» **ABOUT THIS TASK**
The expected response is the full set of records, unchanged.

» **DATA RECORDS**
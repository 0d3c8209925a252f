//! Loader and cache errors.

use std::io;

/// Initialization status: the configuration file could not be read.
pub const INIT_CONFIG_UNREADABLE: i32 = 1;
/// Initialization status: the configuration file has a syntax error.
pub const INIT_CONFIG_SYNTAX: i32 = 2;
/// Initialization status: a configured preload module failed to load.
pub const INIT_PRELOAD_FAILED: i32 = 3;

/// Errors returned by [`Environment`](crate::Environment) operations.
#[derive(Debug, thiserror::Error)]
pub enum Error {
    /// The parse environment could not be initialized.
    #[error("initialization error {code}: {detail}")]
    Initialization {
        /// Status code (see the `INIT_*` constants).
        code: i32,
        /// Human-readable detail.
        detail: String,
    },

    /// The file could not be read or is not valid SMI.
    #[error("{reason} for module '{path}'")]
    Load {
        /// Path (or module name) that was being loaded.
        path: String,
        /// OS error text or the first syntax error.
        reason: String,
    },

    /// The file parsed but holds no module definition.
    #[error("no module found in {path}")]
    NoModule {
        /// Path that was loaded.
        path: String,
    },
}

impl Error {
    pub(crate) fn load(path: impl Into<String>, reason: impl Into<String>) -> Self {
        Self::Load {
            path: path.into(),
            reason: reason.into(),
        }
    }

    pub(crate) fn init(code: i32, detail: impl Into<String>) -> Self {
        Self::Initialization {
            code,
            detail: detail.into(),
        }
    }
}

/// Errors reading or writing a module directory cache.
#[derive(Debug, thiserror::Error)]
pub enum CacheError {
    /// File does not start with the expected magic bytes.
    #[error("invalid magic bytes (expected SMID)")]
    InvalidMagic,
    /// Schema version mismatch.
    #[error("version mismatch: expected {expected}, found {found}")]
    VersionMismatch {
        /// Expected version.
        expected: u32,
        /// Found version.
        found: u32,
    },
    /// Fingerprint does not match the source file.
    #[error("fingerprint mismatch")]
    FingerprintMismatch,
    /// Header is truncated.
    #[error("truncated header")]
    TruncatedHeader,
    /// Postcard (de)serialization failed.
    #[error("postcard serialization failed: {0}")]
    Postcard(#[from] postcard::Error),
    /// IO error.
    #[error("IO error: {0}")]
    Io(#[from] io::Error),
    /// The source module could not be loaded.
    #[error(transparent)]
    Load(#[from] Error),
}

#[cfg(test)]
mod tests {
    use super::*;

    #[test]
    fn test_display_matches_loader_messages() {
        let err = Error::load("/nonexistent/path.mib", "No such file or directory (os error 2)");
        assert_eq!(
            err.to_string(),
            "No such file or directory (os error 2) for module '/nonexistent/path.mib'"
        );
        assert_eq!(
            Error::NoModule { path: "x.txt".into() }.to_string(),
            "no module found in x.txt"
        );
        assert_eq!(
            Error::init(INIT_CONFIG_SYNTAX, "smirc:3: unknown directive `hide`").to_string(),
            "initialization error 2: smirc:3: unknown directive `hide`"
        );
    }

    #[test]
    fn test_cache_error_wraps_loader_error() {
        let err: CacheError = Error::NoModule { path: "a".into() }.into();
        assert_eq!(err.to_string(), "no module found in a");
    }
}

» **EXERCISE RESULT**
repository 0d3c8209925a252f
//! Loader and cache errors.

use std::io;

/// Initialization status: the configuration file could not be read.
pub const INIT_CONFIG_UNREADABLE: i32 = 1;
/// Initialization status: the configuration file has a syntax error.
pub const INIT_CONFIG_SYNTAX: i32 = 2;
/// Initialization status: a configured preload module failed to load.
pub const INIT_PRELOAD_FAILED: i32 = 3;

/// Errors returned by [`Environment`](crate::Environment) operations.
#[derive(Debug, thiserror::Error)]
pub enum Error {
    /// The parse environment could not be initialized.
    #[error("initialization error {code}: {detail}")]
    Initialization {
        /// Status code (see the `INIT_*` constants).
        code: i32,
        /// Human-readable detail.
        detail: String,
    },

    /// The file could not be read or is not valid SMI.
    #[error("{reason} for module '{path}'")]
    Load {
        /// Path (or module name) that was being loaded.
        path: String,
        /// OS error text or the first syntax error.
        reason: String,
    },

    /// The file parsed but holds no module definition.
    #[error("no module found in {path}")]
    NoModule {
        /// Path that was loaded.
        path: String,
    },
}

impl Error {
    pub(crate) fn load(path: impl Into<String>, reason: impl Into<String>) -> Self {
        Self::Load {
            path: path.into(),
            reason: reason.into(),
        }
    }

    pub(crate) fn init(code: i32, detail: impl Into<String>) -> Self {
        Self::Initialization {
            code,
            detail: detail.into(),
        }
    }
}

/// Errors reading or writing a module directory cache.
#[derive(Debug, thiserror::Error)]
pub enum CacheError {
    /// File does not start with the expected magic bytes.
    #[error("invalid magic bytes (expected SMID)")]
    InvalidMagic,
    /// Schema version mismatch.
    #[error("version mismatch: expected {expected}, found {found}")]
    VersionMismatch {
        /// Expected version.
        expected: u32,
        /// Found version.
        found: u32,
    },
    /// Fingerprint does not match the source file.
    #[error("fingerprint mismatch")]
    FingerprintMismatch,
    /// Header is truncated.
    #[error("truncated header")]
    TruncatedHeader,
    /// Postcard (de)serialization failed.
    #[error("postcard serialization failed: {0}")]
    Postcard(#[from] postcard::Error),
    /// IO error.
    #[error("IO error: {0}")]
    Io(#[from] io::Error),
    /// The source module could not be loaded.
    #[error(transparent)]
    Load(#[from] Error),
}

#[cfg(test)]
mod tests {
    use super::*;

    #[test]
    fn test_display_matches_loader_messages() {
        let err = Error::load("/nonexistent/path.mib", "No such file or directory (os error 2)");
        assert_eq!(
            err.to_string(),
            "No such file or directory (os error 2) for module '/nonexistent/path.mib'"
        );
        assert_eq!(
            Error::NoModule { path: "x.txt".into() }.to_string(),
            "no module found in x.txt"
        );
        assert_eq!(
            Error::init(INIT_CONFIG_SYNTAX, "smirc:3: unknown directive `hide`").to_string(),
            "initialization error 2: smirc:3: unknown directive `hide`"
        );
    }

    #[test]
    fn test_cache_error_wraps_loader_error() {
        let err: CacheError = Error::NoModule { path: "a".into() }.into();
        assert_eq!(err.to_string(), "no module found in a");
    }
}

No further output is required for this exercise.